Work instruction —
In the data below, find the line that contains "filename src/exporter/util/error.rs" and the line that contains "distributed under the". Copy both, plus every line between them, exactly.

Collected data:
== Segment start ==
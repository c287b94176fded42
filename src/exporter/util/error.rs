/*
 * Copyright (C) 2026 The Argo CD Extra App Info Exporter Authors
 *
 * Licensed under the Apache License, Version 2.0 (the "License");
 * you may not use this file except in compliance with the License.
 * You may obtain a copy of the License at
 *
 * http://www.apache.org/licenses/LICENSE-2.0
 *
 * Unless required by applicable law or agreed to in writing, software
 * distributed under the License is distributed on an "AS IS" BASIS,
 * WITHOUT WARRANTIES OR CONDITIONS OF ANY KIND, either express or implied.
 * See the License for the specific language governing permissions and
 * limitations under the License.
 */

use std::error::Error;
use std::fmt;

#[derive(Debug)]
struct ContextError {
    context: String,
    source: Box<dyn Error + Send + Sync>,
}

impl ContextError {
    fn new(context: impl Into<String>, source: impl Into<Box<dyn Error + Send + Sync>>) -> Self {
        Self {
            context: context.into(),
            source: source.into(),
        }
    }
}

impl fmt::Display for ContextError {
    fn fmt(&self, f: &mut fmt::Formatter<'_>) -> fmt::Result {
        write!(f, "{}: {}", self.context, self.source)
    }
}

impl Error for ContextError {
    fn source(&self) -> Option<&(dyn Error + 'static)> {
        Some(self.source.as_ref())
    }
}

#[derive(Debug)]
struct SimpleError(String);

impl SimpleError {
    fn new(message: impl Into<String>) -> Self {
        Self(message.into())
    }
}

impl fmt::Display for SimpleError {
    fn fmt(&self, f: &mut fmt::Formatter<'_>) -> fmt::Result {
        write!(f, "{}", self.0)
    }
}

impl Error for SimpleError {}

pub fn with_context<E>(error: E, context: impl Into<String>) -> Box<dyn Error + Send + Sync>
where
    E: Into<Box<dyn Error + Send + Sync>>,
{
    Box::new(ContextError::new(context, error))
}

pub fn new_error(message: impl Into<String>) -> Box<dyn Error + Send + Sync> {
    Box::new(SimpleError::new(message))
}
== Segment end ==
Solution for this exercise —
filename src/exporter/util/error.rs
/*
 * Copyright (C) 2026 The Argo CD Extra App Info Exporter Authors
 *
 * Licensed under the Apache License, Version 2.0 (the "License");
 * you may not use this file except in compliance with the License.
 * You may obtain a copy of the License at
 *
 * http://www.apache.org/licenses/LICENSE-2.0
 *
 * Unless required by applicable law or agreed to in writing, software
 * distributed under the License is distributed on an "AS IS" BASIS,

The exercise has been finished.